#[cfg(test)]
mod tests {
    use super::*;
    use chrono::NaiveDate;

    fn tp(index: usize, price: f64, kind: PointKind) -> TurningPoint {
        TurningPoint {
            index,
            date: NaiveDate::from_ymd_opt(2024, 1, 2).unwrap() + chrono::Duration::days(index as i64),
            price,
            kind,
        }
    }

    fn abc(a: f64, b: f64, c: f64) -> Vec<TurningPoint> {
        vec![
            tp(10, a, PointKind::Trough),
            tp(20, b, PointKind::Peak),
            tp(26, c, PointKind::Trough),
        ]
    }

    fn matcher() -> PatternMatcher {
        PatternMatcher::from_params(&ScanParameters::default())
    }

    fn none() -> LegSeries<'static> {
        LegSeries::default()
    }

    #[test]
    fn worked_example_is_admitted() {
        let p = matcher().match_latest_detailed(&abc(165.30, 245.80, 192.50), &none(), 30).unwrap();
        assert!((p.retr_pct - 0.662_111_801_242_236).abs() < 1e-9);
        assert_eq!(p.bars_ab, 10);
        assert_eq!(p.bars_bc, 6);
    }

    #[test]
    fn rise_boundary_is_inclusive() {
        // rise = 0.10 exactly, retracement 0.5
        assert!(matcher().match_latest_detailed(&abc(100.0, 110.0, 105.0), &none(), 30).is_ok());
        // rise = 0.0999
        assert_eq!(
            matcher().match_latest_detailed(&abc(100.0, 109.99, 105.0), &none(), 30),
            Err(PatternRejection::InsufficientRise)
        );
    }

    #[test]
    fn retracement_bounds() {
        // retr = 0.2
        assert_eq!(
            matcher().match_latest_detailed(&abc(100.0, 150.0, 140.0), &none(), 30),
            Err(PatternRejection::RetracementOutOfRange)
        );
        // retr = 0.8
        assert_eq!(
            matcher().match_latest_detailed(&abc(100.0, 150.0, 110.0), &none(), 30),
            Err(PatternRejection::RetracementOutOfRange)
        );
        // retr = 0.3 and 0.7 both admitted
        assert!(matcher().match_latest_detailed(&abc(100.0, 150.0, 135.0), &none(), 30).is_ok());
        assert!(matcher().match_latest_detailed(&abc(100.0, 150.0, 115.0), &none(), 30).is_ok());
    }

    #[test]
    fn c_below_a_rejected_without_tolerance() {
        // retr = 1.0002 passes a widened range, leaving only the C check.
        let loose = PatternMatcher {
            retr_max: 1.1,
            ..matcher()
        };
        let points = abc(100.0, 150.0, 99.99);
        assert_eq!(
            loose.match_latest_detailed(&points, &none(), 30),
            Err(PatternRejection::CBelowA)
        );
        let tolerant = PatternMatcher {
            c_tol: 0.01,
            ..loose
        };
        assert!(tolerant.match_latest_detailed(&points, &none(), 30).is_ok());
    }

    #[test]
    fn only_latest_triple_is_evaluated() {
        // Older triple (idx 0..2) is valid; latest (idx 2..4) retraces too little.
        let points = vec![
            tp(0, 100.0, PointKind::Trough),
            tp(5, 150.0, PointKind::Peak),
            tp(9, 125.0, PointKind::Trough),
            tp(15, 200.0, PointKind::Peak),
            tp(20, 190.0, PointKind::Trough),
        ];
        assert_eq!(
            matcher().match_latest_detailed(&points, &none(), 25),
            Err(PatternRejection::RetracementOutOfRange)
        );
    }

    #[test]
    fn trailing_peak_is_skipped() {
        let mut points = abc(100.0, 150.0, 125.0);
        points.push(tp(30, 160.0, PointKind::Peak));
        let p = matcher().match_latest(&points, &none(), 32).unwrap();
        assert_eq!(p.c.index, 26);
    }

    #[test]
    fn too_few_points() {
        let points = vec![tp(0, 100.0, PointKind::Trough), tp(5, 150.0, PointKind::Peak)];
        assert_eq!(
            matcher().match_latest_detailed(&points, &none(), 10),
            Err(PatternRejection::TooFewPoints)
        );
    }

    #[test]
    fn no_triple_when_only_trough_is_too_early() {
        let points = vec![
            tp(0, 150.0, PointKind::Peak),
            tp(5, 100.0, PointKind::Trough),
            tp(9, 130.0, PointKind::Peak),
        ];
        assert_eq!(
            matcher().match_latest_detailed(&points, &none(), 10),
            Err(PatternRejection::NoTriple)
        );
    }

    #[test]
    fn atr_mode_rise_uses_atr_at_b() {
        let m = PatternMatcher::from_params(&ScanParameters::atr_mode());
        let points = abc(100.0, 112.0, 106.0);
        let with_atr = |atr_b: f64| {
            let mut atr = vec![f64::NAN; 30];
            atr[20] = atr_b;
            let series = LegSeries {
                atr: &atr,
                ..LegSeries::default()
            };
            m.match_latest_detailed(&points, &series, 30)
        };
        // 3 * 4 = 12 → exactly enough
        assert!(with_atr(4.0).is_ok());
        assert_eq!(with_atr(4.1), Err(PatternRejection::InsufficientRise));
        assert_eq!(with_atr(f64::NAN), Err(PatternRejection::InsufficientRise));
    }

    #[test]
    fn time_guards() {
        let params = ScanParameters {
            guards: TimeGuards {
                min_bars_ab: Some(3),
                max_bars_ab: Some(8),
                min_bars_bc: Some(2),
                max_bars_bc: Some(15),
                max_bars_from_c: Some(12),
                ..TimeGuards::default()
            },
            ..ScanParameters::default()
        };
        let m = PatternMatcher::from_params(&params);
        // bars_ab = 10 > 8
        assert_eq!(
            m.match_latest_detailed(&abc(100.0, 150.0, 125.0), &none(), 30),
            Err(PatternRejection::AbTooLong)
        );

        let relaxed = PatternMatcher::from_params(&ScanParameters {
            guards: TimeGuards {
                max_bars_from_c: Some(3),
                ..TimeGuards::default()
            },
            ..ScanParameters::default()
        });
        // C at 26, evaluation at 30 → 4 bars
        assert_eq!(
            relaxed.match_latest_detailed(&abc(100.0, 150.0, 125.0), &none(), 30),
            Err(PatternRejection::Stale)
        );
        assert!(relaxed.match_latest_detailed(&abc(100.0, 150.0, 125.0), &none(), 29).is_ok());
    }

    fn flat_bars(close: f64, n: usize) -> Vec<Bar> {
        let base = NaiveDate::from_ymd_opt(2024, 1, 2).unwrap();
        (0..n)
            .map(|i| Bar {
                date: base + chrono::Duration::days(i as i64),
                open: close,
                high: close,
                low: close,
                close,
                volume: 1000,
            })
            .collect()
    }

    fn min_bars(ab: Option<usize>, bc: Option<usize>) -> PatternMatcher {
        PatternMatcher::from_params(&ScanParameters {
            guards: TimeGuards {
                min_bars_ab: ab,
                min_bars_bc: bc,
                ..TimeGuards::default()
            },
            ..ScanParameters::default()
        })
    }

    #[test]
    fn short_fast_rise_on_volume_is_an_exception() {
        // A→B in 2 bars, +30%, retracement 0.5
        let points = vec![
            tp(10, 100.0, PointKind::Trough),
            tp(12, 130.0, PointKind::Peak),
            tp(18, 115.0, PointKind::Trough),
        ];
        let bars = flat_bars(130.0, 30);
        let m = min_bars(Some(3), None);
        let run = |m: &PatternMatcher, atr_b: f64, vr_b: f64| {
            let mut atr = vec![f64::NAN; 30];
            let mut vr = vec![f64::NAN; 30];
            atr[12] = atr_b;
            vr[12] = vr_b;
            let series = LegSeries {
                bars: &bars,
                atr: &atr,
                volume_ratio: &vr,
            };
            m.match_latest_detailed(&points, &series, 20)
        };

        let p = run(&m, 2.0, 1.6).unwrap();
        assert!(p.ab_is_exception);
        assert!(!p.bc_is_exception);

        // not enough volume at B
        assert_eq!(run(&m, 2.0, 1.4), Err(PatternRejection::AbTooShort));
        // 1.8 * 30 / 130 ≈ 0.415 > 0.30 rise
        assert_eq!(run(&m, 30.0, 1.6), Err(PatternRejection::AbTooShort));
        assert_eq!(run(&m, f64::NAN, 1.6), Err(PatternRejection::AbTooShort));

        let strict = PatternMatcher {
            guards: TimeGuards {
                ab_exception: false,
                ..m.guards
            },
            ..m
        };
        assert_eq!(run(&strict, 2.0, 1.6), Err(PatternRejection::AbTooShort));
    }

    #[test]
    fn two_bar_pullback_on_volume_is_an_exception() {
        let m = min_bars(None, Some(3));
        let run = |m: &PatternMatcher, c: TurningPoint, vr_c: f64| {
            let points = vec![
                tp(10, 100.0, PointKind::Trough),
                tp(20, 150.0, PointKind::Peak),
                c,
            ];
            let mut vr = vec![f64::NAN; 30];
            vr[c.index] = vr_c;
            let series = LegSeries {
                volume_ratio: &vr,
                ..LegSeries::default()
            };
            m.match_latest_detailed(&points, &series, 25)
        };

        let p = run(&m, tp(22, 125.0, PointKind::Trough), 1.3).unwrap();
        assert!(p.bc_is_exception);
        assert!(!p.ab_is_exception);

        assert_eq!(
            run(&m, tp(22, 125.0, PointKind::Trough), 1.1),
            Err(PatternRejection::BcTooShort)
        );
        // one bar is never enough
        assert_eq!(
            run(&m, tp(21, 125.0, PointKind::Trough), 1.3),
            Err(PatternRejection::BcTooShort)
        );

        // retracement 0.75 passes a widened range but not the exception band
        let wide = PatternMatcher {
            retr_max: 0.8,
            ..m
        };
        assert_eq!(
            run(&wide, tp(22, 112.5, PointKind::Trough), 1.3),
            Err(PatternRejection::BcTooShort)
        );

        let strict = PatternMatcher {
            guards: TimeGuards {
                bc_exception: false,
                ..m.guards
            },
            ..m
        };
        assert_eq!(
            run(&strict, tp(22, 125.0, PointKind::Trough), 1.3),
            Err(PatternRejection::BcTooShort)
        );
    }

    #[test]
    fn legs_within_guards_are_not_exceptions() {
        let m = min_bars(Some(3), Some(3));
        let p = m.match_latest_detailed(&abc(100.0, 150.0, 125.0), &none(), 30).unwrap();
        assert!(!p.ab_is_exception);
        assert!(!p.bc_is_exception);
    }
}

### Prompt
Using the entries above, copy out all lines that contain the string "relaxed".

### Response for this exercise
        let relaxed = PatternMatcher::from_params(&ScanParameters {
            relaxed.match_latest_detailed(&abc(100.0, 150.0, 125.0), &none(), 30),
        assert!(relaxed.match_latest_detailed(&abc(100.0, 150.0, 125.0), &none(), 29).is_ok());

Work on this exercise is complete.